Saved entries
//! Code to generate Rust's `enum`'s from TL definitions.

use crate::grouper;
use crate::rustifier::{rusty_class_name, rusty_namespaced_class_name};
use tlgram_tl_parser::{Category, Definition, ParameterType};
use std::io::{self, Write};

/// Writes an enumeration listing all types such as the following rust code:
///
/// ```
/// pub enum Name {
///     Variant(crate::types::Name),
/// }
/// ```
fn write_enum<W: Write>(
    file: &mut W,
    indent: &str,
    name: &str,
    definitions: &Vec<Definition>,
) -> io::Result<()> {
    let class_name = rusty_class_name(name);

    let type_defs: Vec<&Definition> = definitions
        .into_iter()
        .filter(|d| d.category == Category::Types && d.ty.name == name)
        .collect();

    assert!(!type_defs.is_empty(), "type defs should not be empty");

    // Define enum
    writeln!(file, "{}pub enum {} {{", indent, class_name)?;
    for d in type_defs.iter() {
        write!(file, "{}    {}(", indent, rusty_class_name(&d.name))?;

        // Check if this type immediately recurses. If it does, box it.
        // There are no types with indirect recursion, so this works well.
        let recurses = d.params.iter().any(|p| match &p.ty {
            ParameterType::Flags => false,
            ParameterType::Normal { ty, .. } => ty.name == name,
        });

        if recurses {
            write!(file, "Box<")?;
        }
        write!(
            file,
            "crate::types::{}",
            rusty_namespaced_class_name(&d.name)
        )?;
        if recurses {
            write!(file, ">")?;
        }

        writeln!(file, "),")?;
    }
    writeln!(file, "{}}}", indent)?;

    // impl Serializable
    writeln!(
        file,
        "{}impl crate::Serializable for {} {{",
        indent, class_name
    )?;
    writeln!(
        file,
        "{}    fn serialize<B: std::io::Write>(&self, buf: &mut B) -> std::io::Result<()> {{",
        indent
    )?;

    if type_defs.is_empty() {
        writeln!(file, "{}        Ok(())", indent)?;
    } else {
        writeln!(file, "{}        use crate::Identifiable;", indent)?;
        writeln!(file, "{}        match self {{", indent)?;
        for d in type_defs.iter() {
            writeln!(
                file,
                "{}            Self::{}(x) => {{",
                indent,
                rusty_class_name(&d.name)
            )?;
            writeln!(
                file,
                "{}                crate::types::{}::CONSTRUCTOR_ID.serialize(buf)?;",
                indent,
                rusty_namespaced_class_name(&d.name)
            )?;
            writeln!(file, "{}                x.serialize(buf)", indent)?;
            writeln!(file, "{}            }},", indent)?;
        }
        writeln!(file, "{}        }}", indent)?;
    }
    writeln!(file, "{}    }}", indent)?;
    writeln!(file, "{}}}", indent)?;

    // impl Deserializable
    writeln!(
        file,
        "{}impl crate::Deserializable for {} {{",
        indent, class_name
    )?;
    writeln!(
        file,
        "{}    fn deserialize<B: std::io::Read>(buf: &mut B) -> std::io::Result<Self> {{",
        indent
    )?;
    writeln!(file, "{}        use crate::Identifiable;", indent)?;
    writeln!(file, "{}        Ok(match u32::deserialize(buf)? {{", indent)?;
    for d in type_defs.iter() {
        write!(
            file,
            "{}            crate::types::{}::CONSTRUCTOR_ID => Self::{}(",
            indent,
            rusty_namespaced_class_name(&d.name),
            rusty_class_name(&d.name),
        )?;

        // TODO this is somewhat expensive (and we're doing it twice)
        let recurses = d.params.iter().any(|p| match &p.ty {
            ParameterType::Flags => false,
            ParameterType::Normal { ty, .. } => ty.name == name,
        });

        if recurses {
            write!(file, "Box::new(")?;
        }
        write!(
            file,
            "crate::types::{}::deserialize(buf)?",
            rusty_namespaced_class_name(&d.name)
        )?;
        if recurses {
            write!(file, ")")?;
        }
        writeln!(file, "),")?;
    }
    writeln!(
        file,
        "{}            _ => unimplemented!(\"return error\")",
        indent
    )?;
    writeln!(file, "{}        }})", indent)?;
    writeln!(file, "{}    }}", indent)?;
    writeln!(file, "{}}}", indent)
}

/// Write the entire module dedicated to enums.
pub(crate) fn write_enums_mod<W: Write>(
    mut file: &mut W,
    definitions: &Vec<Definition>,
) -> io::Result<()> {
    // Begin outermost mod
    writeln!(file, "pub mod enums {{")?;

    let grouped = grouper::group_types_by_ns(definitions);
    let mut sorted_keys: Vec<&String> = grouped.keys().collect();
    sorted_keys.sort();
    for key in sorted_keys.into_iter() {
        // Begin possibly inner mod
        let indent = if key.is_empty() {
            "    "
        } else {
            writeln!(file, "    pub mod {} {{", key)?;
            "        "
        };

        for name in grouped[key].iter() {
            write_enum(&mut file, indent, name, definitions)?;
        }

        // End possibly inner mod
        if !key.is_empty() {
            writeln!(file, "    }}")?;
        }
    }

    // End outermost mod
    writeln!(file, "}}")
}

## What you will do
Reproduce the lines of the records exactly, from the first one through the line that contains "defs should not".

## Output
//! Code to generate Rust's `enum`'s from TL definitions.

use crate::grouper;
use crate::rustifier::{rusty_class_name, rusty_namespaced_class_name};
use tlgram_tl_parser::{Category, Definition, ParameterType};
use std::io::{self, Write};

/// Writes an enumeration listing all types such as the following rust code:
///
/// ```
/// pub enum Name {
///     Variant(crate::types::Name),
/// }
/// ```
fn write_enum<W: Write>(
    file: &mut W,
    indent: &str,
    name: &str,
    definitions: &Vec<Definition>,
) -> io::Result<()> {
    let class_name = rusty_class_name(name);

    let type_defs: Vec<&Definition> = definitions
        .into_iter()
        .filter(|d| d.category == Category::Types && d.ty.name == name)
        .collect();

    assert!(!type_defs.is_empty(), "type defs should not be empty");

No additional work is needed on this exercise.